What to produce: Give the entries again, exactly as they stand.

# # #

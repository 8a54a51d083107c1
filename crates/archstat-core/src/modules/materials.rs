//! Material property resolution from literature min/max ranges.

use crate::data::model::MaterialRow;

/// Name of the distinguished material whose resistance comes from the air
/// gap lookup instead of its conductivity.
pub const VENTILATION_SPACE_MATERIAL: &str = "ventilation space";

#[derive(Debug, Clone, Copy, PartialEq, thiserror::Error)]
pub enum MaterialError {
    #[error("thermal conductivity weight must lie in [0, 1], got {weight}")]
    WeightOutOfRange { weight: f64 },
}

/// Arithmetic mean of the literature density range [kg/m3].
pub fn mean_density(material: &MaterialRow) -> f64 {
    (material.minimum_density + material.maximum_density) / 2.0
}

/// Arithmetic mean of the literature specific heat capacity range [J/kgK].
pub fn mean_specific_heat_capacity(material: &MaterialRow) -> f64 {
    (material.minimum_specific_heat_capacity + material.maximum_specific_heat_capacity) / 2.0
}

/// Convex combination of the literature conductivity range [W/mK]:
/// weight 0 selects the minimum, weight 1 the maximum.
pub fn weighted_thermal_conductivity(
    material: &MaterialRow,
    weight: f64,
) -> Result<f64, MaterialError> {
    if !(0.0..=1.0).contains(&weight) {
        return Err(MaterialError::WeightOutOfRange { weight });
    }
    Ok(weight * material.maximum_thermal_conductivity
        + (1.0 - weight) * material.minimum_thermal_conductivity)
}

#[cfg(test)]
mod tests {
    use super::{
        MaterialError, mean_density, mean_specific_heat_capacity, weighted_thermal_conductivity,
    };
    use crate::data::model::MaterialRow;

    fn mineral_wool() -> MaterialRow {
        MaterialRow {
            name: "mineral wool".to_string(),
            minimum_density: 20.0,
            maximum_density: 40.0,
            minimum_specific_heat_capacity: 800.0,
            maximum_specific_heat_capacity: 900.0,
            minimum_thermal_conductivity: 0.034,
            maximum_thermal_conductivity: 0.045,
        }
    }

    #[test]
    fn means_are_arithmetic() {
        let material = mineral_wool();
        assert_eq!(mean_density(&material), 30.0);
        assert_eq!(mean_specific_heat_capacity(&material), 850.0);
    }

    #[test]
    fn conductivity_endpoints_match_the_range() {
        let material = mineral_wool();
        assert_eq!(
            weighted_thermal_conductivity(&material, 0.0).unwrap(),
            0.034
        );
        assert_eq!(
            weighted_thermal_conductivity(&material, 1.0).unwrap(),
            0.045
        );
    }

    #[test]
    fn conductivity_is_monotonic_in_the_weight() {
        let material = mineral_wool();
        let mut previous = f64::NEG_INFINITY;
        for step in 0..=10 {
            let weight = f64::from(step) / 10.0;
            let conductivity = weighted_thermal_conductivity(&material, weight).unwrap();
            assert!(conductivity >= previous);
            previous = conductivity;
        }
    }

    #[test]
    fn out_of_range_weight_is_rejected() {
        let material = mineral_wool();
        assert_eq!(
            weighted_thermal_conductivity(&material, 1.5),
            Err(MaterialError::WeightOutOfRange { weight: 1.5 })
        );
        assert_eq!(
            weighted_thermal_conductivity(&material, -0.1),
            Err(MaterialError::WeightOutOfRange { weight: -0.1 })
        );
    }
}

# # #

Response area:
repository 8a54a51d083107c1
filename crates/archstat-core/src/modules/materials.rs
//! Material property resolution from literature min/max ranges.

use crate::data::model::MaterialRow;

/// Name of the distinguished material whose resistance comes from the air
/// gap lookup instead of its conductivity.
pub const VENTILATION_SPACE_MATERIAL: &str = "ventilation space";

#[derive(Debug, Clone, Copy, PartialEq, thiserror::Error)]
pub enum MaterialError {
    #[error("thermal conductivity weight must lie in [0, 1], got {weight}")]
    WeightOutOfRange { weight: f64 },
}

/// Arithmetic mean of the literature density range [kg/m3].
pub fn mean_density(material: &MaterialRow) -> f64 {
    (material.minimum_density + material.maximum_density) / 2.0
}

/// Arithmetic mean of the literature specific heat capacity range [J/kgK].
pub fn mean_specific_heat_capacity(material: &MaterialRow) -> f64 {
    (material.minimum_specific_heat_capacity + material.maximum_specific_heat_capacity) / 2.0
}

/// Convex combination of the literature conductivity range [W/mK]:
/// weight 0 selects the minimum, weight 1 the maximum.
pub fn weighted_thermal_conductivity(
    material: &MaterialRow,
    weight: f64,
) -> Result<f64, MaterialError> {
    if !(0.0..=1.0).contains(&weight) {
        return Err(MaterialError::WeightOutOfRange { weight });
    }
    Ok(weight * material.maximum_thermal_conductivity
        + (1.0 - weight) * material.minimum_thermal_conductivity)
}

#[cfg(test)]
mod tests {
    use super::{
        MaterialError, mean_density, mean_specific_heat_capacity, weighted_thermal_conductivity,
    };
    use crate::data::model::MaterialRow;

    fn mineral_wool() -> MaterialRow {
        MaterialRow {
            name: "mineral wool".to_string(),
            minimum_density: 20.0,
            maximum_density: 40.0,
            minimum_specific_heat_capacity: 800.0,
            maximum_specific_heat_capacity: 900.0,
            minimum_thermal_conductivity: 0.034,
            maximum_thermal_conductivity: 0.045,
        }
    }

    #[test]
    fn means_are_arithmetic() {
        let material = mineral_wool();
        assert_eq!(mean_density(&material), 30.0);
        assert_eq!(mean_specific_heat_capacity(&material), 850.0);
    }

    #[test]
    fn conductivity_endpoints_match_the_range() {
        let material = mineral_wool();
        assert_eq!(
            weighted_thermal_conductivity(&material, 0.0).unwrap(),
            0.034
        );
        assert_eq!(
            weighted_thermal_conductivity(&material, 1.0).unwrap(),
            0.045
        );
    }

    #[test]
    fn conductivity_is_monotonic_in_the_weight() {
        let material = mineral_wool();
        let mut previous = f64::NEG_INFINITY;
        for step in 0..=10 {
            let weight = f64::from(step) / 10.0;
            let conductivity = weighted_thermal_conductivity(&material, weight).unwrap();
            assert!(conductivity >= previous);
            previous = conductivity;
        }
    }

    #[test]
    fn out_of_range_weight_is_rejected() {
        let material = mineral_wool();
        assert_eq!(
            weighted_thermal_conductivity(&material, 1.5),
            Err(MaterialError::WeightOutOfRange { weight: 1.5 })
        );
        assert_eq!(
            weighted_thermal_conductivity(&material, -0.1),
            Err(MaterialError::WeightOutOfRange { weight: -0.1 })
        );
    }
}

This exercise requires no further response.